I just read a powerful op-ed piece by Charles Blow -- "Tamir Rice and the Value of Life" -- from last January's New York Times. This post is an expansion of the response I published to Facebook:
My younger son turns 12 in two days. Tamir Rice could have been him ... except, of course, that he's white. Actually, he is biracial but he takes after his Irish birth mother so completely that, as he used to say, his "brown skin is on the inside." To look at him is to see a wee lad from the Emerald Isle. But he belies the notion of clear and strict racial categories, like his older brother who's brown skin is "on the outside" (for him it's his white skin "on the inside"). White ... Black ... those divisions don't hold up too well in a world as multi-hued as ours. And yet ... And yet it took a police officer less than 2 seconds to decide that this brown-skinned boy was enough of a threat that he felt justified in shooting him, and perhaps even worse, he felt justified in rendering him no aid as if this little boy was disposable. And why? Because he was Black, and we have been conditioned as a society to see Black men as more dangerous than White men. Study after study after study demonstrates the reality of implicit bias -- the unconscious attitudes that, "affect our understanding, actions, and decisions in an unconscious manner." You do not have to be consciously racist to have these unconscious attitudes shape your behavior. As they most certainly did in the minds of Officer Timothy Loehmann and his partner Frank Garmback on that November afternoon.
Do you want to know why people are shouting "Black Lives Matter" rather than the more universal "All Lives Matter"?
If Tamir had been white, the uproar of outrage at the shooting, the callous treatment, and, now, the lack of indictment of the officers involved would be deafening. But it's not. And it's not because those who are shouting the loudest are as easy for white America to dismiss as was the life of this little boy. It is so easy for us -- white Americans -- to nestle down all snug in those safe places we create for ourselves -- those sanctuaries, both literal and metaphorical -- in which we can cocoon ourselves and listen only to our own reality.
We -- again, White Americans -- must make ourselves uncomfortable, disturbed, or, in Dr. Kings memorable word, maladjusted. We must refuse to let ourselves be lulled into a safe and contented sleep that is, by its very nature, both a symptom and a cause of the problem. We White Americans can turn off the ugliness of racism. We have the freedom to set it aside, to insist on our "right" to a little peace and quiet. This is a luxury and a privilege not, as we so often describe it, and entitlement.

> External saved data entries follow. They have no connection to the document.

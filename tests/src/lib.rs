//! Shared fixtures for the workspace integration tests.

/// An admission message with repetitions, escapes and a null value.
pub const ADT_A01: &str = "MSH|^~\\&|SENDAPP|SENDFAC|RECVAPP|RECVFAC|20230101120000||ADT^A01^ADT_A01|MSG00001|P|2.5\r\
EVN|A01|20230101120000\r\
PID|1||123456^^^HOSP^MR~987^^^SSA^SS||Doe^Jane^Q^^Dr||19800101|F|||1 Main St^^Town^ST^12345||555\\F\\0100|||||\"\"\r\
NK1|1|Doe^John|SPO\r\
NK1|2|Doe^Baby|CHD\r\
PV1|1|I|WARD^101^A\r";

/// A lab result with a formatted-text observation.
pub const ORU_R01: &str = "MSH|^~\\&|LAB|HOSP|EMR|HOSP|20230102083000||ORU^R01|LAB777|P|2.5.1\r\
PID|1||123456^^^HOSP^MR||Doe^Jane\r\
OBR|1||ORD1|GLU^Glucose\r\
OBX|1|NM|GLU^Glucose||95|mg/dL|70-99||||F\r\
OBX|2|FT|NOTE||fasting\\.br\\sample \\H\\ok\\N\\||||||F\r";

/// The minimal message from the round-trip example.
pub const MINIMAL: &str = "MSH|^~\\&|A|B|C|D|20230101||ADT^A01|1|P|2.5\r";
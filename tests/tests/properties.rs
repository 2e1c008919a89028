use medi_hl7::prelude::*;
use proptest::prelude::*;
use tests::MINIMAL;

proptest! {
    #[test]
    fn decode_inverts_encode_for_delimiter_heavy_text(s in "[|^~\\\\&\r\na-c]{0,24}") {
        let encoding = Encoding::default();
        prop_assert_eq!(encoding.decode(&encoding.encode(&s)), s);
    }

    #[test]
    fn values_survive_a_delimiter_change(s in "[a-z^&]{1,12}") {
        let mut message = Message::parse_str(MINIMAL).unwrap();
        message.put("ZZ1.2", Some(&s)).unwrap();
        let before = message.get("ZZ1.2").unwrap();
        message.encoding().borrow_mut().field = '#';
        prop_assert_eq!(message.get("ZZ1.2").unwrap(), before);
        let text = message.serialize().unwrap();
        let expected_tail = format!("ZZ1##{}\r", s);
        prop_assert!(text.ends_with(&expected_tail));
    }
}
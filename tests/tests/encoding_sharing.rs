use medi_hl7::prelude::*;
use pretty_assertions::assert_eq;
use tests::ADT_A01;

#[test]
fn changing_a_delimiter_rerenders_every_segment() {
    let message = Message::parse_str(ADT_A01).unwrap();
    let before: Vec<Option<String>> = ["PID.5.2", "NK1.2.1", "PV1.3.2"]
        .iter()
        .map(|p| message.get(p).unwrap())
        .collect();

    message.encoding().borrow_mut().field = '#';
    let text = message.serialize().unwrap();
    for line in text.split('\r').filter(|l| !l.is_empty()) {
        assert_eq!(line.chars().nth(3), Some('#'), "{line}");
        assert!(!line.contains('|'), "{line}");
    }

    let after: Vec<Option<String>> = ["PID.5.2", "NK1.2.1", "PV1.3.2"]
        .iter()
        .map(|p| message.get(p).unwrap())
        .collect();
    assert_eq!(before, after);
}

#[test]
fn header_write_changes_the_shared_encoding() {
    let mut message = Message::parse_str(ADT_A01).unwrap();
    message.set("MSH.2", Some("$*!@")).unwrap();
    assert_eq!(message.encoding().borrow().component, '$');
    let text = message.serialize().unwrap();
    assert!(text.starts_with("MSH|$*!@|SENDAPP"));
    assert!(text.contains("|Doe$Jane$Q$$Dr|"));
    // stored raw text is not rewritten
    assert!(text.contains("|555\\F\\0100|"));
}

#[test]
fn segments_added_later_share_the_encoding() {
    let mut message = Message::parse_str(ADT_A01).unwrap();
    message.put("ZZ1.1.2", Some("x")).unwrap();
    message.encoding().borrow_mut().component = '$';
    assert!(message.serialize().unwrap().contains("ZZ1|$x\r"));
}
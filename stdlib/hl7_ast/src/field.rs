//! Fields and their repetitions.
//!
//! A field is either a plain sequence of components or a sequence of
//! repetitions, never both. The two delimiter-carrier fields at the start of
//! a header segment form a third state that renders straight from the shared
//! encoding and is never split or escaped.

use std::rc::Rc;

use hl7_codec::{Hl7Error, Hl7Result, SharedEncoding};

use crate::component::Component;
use crate::element::{raw_or_null, Element};
use crate::sequence::{check_position, ensure_position, place, Placement};
use crate::trim::{trim_trailing, TrimOptions};

/// Which delimiter text a header field carries.
#[derive(Debug, Clone, Copy, PartialEq, Eq)]
#[cfg_attr(feature = "serde", derive(serde::Serialize))]
pub enum DelimiterKind {
    /// MSH-1: the field delimiter itself.
    FieldSeparator,
    /// MSH-2: component, repetition, escape and subcomponent delimiters.
    EncodingCharacters,
}

/// What a field holds.
#[derive(Debug, Clone, PartialEq)]
#[cfg_attr(feature = "serde", derive(serde::Serialize))]
pub enum FieldContent {
    /// A single value split into components.
    Single(Vec<Component>),
    /// Repetitions, each of which holds components.
    Repeating(Vec<Field>),
    /// A delimiter carrier of a header segment.
    Delimiters(DelimiterKind),
}

/// A field of a segment.
#[derive(Debug, Clone, PartialEq)]
#[cfg_attr(feature = "serde", derive(serde::Serialize))]
pub struct Field {
    content: FieldContent,
    /// Set on the children of a repeating field; they never split on the
    /// repetition delimiter themselves.
    #[cfg_attr(feature = "serde", serde(skip))]
    repetition: bool,
    #[cfg_attr(feature = "serde", serde(skip))]
    encoding: SharedEncoding,
}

To my White friends ... what can we do ... what can you do ... to keep yourself uncomfortable? What can you do to keep the cancer of systemic racism in your face all the time? These are not rhetorical questions, they are a real call to action. A call for you, whoever you are reading this, to do something to make this struggle as real for you, as important for you, as necessary for you as it is for the family of Tamir Rice ... and the families of all those whose lives are very much uncomfortable, and unsafe, each and every day.